US should approve Smithfield Foods purchase
Shuanghui International's pending US$4.7 billion purchase of America's Smithfield Foods, the world's largest pork producer, does not involve sensitive areas like cutting-edge technology or telecommunications.
Shuanghui International's pending US$4.7 billion purchase of America's Smithfield Foods, the world's largest pork producer, does not involve sensitive areas like cutting-edge technology or telecommunications. Nor is it a state enterprise, but a holding company that controls China's largest meat processor and plans to list the combined company in Hong Kong. Its shares are roughly half owned by a group of investors including Goldman Sachs and Temasek Holdings, Singapore's sovereign wealth fund. So its profile does not appear to trigger strategic concerns about Chinese investment in the US. Moreover, not long after the deal was announced the annual Sino-US strategic economic dialogue agreed to restart stalled talks on a treaty reducing barriers to more investment in each other's economies. The political environment was, therefore, looking positive. But such optimism does not reckon with public unease out of all proportion to China's presence in the US, and lawmakers' concerns about American food security and technology transfer.
Smithfield has faced some tough questions in congressional committees, some inspired by sectoral and vested interests, and the government's Committee on Foreign Investment says it wants another 45 days to review the deal. The latest query raises fears about the impact on America's domestic supply of heparin, a blood thinner used in medical treatments. Crude heparin is a byproduct derived from pig's intestines. The US already gets 80 per cent of its heparin supplies from China. Lobbyists are arguing that the deal could enable China to monopolise and manipulate supplies of the blood thinner.

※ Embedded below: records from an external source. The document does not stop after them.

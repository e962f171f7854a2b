use serde::{Deserialize, Serialize};

use super::error::DomainError;
use super::limits::{FieldLimits, truncate_chars, validate_positive_i64};
use super::publication::Publication;

#[derive(Debug, Clone, PartialEq, Serialize, Deserialize)]
pub(crate) struct Location {
    pub(crate) id: i64,
    pub(crate) name: String,
    #[serde(flatten)]
    pub(crate) publication: Publication,
}

impl Location {
    pub(crate) fn new(
        id: i64,
        name: impl Into<String>,
        publication: Publication,
        limits: &FieldLimits,
    ) -> Result<Self, DomainError> {
        validate_positive_i64("id", id)?;
        let name = limits.normalize_bounded("name", &name.into())?;

        Ok(Self {
            id,
            name,
            publication,
        })
    }

    pub(crate) fn representation(&self, limits: &FieldLimits) -> &str {
        truncate_chars(&self.name, limits.representation_length)
    }
}
use axum::Router;
use tower_http::trace::TraceLayer;

pub(crate) fn apply_trace(router: Router) -> Router {
    router.layer(TraceLayer::new_for_http())
}
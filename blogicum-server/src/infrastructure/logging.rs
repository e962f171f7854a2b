use anyhow::{Result, anyhow};
use tracing_subscriber::{EnvFilter, fmt};

/// `RUST_LOG` wins over the configured level when it is set and valid.
pub(crate) fn init_logging(default_level: &str) -> Result<()> {
    let filter = EnvFilter::try_from_default_env()
        .or_else(|_| EnvFilter::try_new(default_level))
        .unwrap_or_else(|_| EnvFilter::new("info"));

    fmt()
        .with_env_filter(filter)
        .with_target(true)
        .compact()
        .try_init()
        .map_err(|e| anyhow!("failed to init logging: {e}"))?;

    Ok(())
}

Pork may be a matter of national security in China, where it is a staple food, but in the US? The size and volume of Chinese acquisitions of American companies is increasing, and a recent survey found that 51 per cent of Americans believe China poses the greatest threat to the US economy. But China still did not rank among the top 20 nations for foreign direct investment in the US last year. Ever since the US$18 billion CNOOC bid for oil firm Unocal foundered on political opposition, Chinese firms have found it difficult to buy just about anything in the US apart from property. When lawmakers resort to raising complaints like the blood thinner scare it is easy to ridicule them. But they should be mindful that if this friendly deal between two private companies collapses, that will cast a shadow over future Sino-US political and business ties.